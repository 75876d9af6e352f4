//! HTTP cache control module
//!
//! Provides `ETag` generation and conditional request handling. During
//! development assets change constantly, so validators (`ETag` plus
//! `no-cache`) are used instead of long max-age caching.

use std::collections::hash_map::DefaultHasher;
use std::hash::{Hash, Hasher};

/// Cache-Control value for dev assets: always revalidate
pub const REVALIDATE: &str = "no-cache";

/// Generate `ETag` using fast hashing
pub fn generate_etag(content: &[u8]) -> String {
    let mut hasher = DefaultHasher::new();
    content.hash(&mut hasher);
    let v = hasher.finish();
    format!("\"{v:x}\"")
}

/// Check if client's `If-None-Match` header matches the server's `ETag`
///
/// Supports a single `ETag`, a comma-separated list, and the `*`
/// wildcard. Returns true if the client copy is current (304).
pub fn check_etag_match(if_none_match: Option<&str>, etag: &str) -> bool {
    if_none_match.is_some_and(|client_etag| {
        client_etag
            .split(',')
            .any(|e| e.trim() == etag || e.trim() == "*")
    })
}

#[cfg(test)]
mod tests {
    use super::*;

    #[test]
    fn test_generate_etag_is_quoted() {
        let etag = generate_etag(b"hello world");
        assert!(etag.starts_with('"'));
        assert!(etag.ends_with('"'));
    }

    #[test]
    fn test_etag_consistency() {
        assert_eq!(generate_etag(b"same content"), generate_etag(b"same content"));
        assert_ne!(generate_etag(b"content a"), generate_etag(b"content b"));
    }

    #[test]
    fn test_check_etag_match() {
        let etag = "\"abc123\"";
        assert!(check_etag_match(Some("\"abc123\""), etag));
        assert!(check_etag_match(Some("\"xyz\", \"abc123\""), etag));
        assert!(check_etag_match(Some("*"), etag));
        assert!(!check_etag_match(Some("\"different\""), etag));
        assert!(!check_etag_match(None, etag));
    }
}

◆ What the exercise asks
A faithful copy of the whole listing is needed.

◆ Finished exercise
repository 75876d9af6e352f4
//! HTTP cache control module
//!
//! Provides `ETag` generation and conditional request handling. During
//! development assets change constantly, so validators (`ETag` plus
//! `no-cache`) are used instead of long max-age caching.

use std::collections::hash_map::DefaultHasher;
use std::hash::{Hash, Hasher};

/// Cache-Control value for dev assets: always revalidate
pub const REVALIDATE: &str = "no-cache";

/// Generate `ETag` using fast hashing
pub fn generate_etag(content: &[u8]) -> String {
    let mut hasher = DefaultHasher::new();
    content.hash(&mut hasher);
    let v = hasher.finish();
    format!("\"{v:x}\"")
}

/// Check if client's `If-None-Match` header matches the server's `ETag`
///
/// Supports a single `ETag`, a comma-separated list, and the `*`
/// wildcard. Returns true if the client copy is current (304).
pub fn check_etag_match(if_none_match: Option<&str>, etag: &str) -> bool {
    if_none_match.is_some_and(|client_etag| {
        client_etag
            .split(',')
            .any(|e| e.trim() == etag || e.trim() == "*")
    })
}

#[cfg(test)]
mod tests {
    use super::*;

    #[test]
    fn test_generate_etag_is_quoted() {
        let etag = generate_etag(b"hello world");
        assert!(etag.starts_with('"'));
        assert!(etag.ends_with('"'));
    }

    #[test]
    fn test_etag_consistency() {
        assert_eq!(generate_etag(b"same content"), generate_etag(b"same content"));
        assert_ne!(generate_etag(b"content a"), generate_etag(b"content b"));
    }

    #[test]
    fn test_check_etag_match() {
        let etag = "\"abc123\"";
        assert!(check_etag_match(Some("\"abc123\""), etag));
        assert!(check_etag_match(Some("\"xyz\", \"abc123\""), etag));
        assert!(check_etag_match(Some("*"), etag));
        assert!(!check_etag_match(Some("\"different\""), etag));
        assert!(!check_etag_match(None, etag));
    }
}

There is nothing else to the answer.